Glossary/AI Red Teaming
AI Safety & Ethics

AI Red Teaming

Deliberately attacking AI systems to find safety failures before deployment.


Definition

AI red teaming is the practice of systematically probing AI models for harmful behaviours, safety failures, and policy violations using adversarial testing — mirroring the cybersecurity practice of red teaming computer systems. Red teams attempt to elicit harmful outputs, test the consistency of safety training, find jailbreaks, and identify failure modes that automated testing misses. Both AI labs (internal red teams) and external researchers conduct red teaming, which has become a standard pre-deployment requirement for frontier AI systems.

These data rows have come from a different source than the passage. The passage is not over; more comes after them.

//! Accumulator threaded through the adjustment rules.

use super::config::BaselineConfig;
use crate::models::{
    DefensiveApproach, PassingStrategy, PlayStyle, SpeedOfPlay, StrategyPrediction,
    FRAGMENT_SEPARATOR, NO_RISK_SENTINEL,
};

pub const RATING_MIN: i32 = 1;
pub const RATING_MAX: i32 = 10;
pub const CONFIDENCE_MIN: i32 = 0;
pub const CONFIDENCE_MAX: i32 = 100;
/// Placeholder ratings; the surface-moisture rule always replaces all three.
pub const BASELINE_RATING: i32 = 5;

/// Intermediate prediction state.
///
/// Ratings and confidence are unbounded while rules run and are only clamped in
/// [`PredictionState::finish`].
#[derive(Debug, Clone, PartialEq, Eq)]
pub struct PredictionState {
    pub play_style: PlayStyle,
    pub passing: PassingStrategy,
    pub speed_of_play: SpeedOfPlay,
    pub defensive_approach: DefensiveApproach,
    pub ball_control: i32,
    pub aerial_play: i32,
    pub dribbling: i32,
    pub confidence: i32,
    pub insights: Vec<&'static str>,
    pub risks: Vec<&'static str>,
}

impl PredictionState {
    pub fn baseline(baseline: &BaselineConfig) -> Self {
        Self {
            play_style: PlayStyle::default(),
            passing: PassingStrategy::default(),
            speed_of_play: SpeedOfPlay::default(),
            defensive_approach: DefensiveApproach::default(),
            ball_control: BASELINE_RATING,
            aerial_play: BASELINE_RATING,
            dribbling: BASELINE_RATING,
            confidence: baseline.confidence,
            insights: Vec::new(),
            risks: Vec::new(),
        }
    }

    pub fn insight(mut self, text: &'static str) -> Self {
        self.insights.push(text);
        self
    }

    pub fn risk(mut self, text: &'static str) -> Self {
        self.risks.push(text);
        self
    }

    pub fn confidence_delta(mut self, delta: i32) -> Self {
        self.confidence = self.confidence.saturating_add(delta);
        self
    }

    /// Clamp the numeric fields and join the collected fragments.
    pub fn finish(self) -> StrategyPrediction {
        let risk_factors = if self.risks.is_empty() {
            NO_RISK_SENTINEL.to_string()
        } else {
            self.risks.join(FRAGMENT_SEPARATOR)
        };

        StrategyPrediction {
            play_style_recommendation: self.play_style,
            passing_strategy: self.passing,
            speed_of_play: self.speed_of_play,
            defensive_approach: self.defensive_approach,
            ball_control_importance: clamp_rating(self.ball_control),
            aerial_play_viability: clamp_rating(self.aerial_play),
            dribbling_effectiveness: clamp_rating(self.dribbling),
            key_insights: self.insights.join(FRAGMENT_SEPARATOR),
            risk_factors,
            confidence_score: self.confidence.clamp(CONFIDENCE_MIN, CONFIDENCE_MAX) as u8,
        }
    }
}

fn clamp_rating(value: i32) -> u8 {
    value.clamp(RATING_MIN, RATING_MAX) as u8
}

What AI red teams actually test

Risk categoryWhat testers probe forExample attack
Harmful content generationProducing violence, hate speech, CSAM, self-harm instructionsEscalating role-play scenarios, hypothetical framings
Dangerous capability elicitationCBRN weapons, bioweapon synthesis, critical infrastructure attacksScientific framing, academic paper personas, multi-step decomposition
Privacy violationsExtracting training data, inferring PII, repeating memorised contentPrefix injection to elicit memorised training examples
Deception and manipulationSycophancy, false confidence, social manipulation tacticsAsking model to persuade, mislead, or deceive in specified ways
Agentic safety failuresHarmful autonomous actions, prompt injection exploitation, scope creepMalicious tool results, adversarial environment states
Model-specific jailbreaksCharacter-specific bypass patterns that survived safety trainingModel-targeted adversarial prompts, many-shot examples

Red teaming methodology

  1. Scope definition: Define what capabilities and risk categories are in scope. A red team for a medical AI product focuses differently from one for a general-purpose chatbot.
  2. Attack surface mapping: Identify all inputs the model can receive — direct prompts, system prompts, tool results, retrieved documents, multimodal inputs — and test each as a potential injection vector.
  3. Manual adversarial prompting: Human red teamers craft targeted prompts based on their understanding of the model's safety training and likely failure modes. Human creativity is essential — automated testing systematically misses novel attack patterns.
  4. Automated fuzzing: Tools like Garak (open-source LLM vulnerability scanner) and commercial red-teaming platforms automatically generate thousands of adversarial prompts and record failure rates.
  5. Structured scoring: Rate each finding by severity (how harmful is the output), consistency (does the attack succeed reliably), and novelty (is this a known or new technique). Prioritise fixes by this risk matrix.
  6. Responsible disclosure: Document all findings in a structured red team report. Share with the AI lab before public disclosure. Follow the same responsible disclosure norms as vulnerability research in traditional cybersecurity.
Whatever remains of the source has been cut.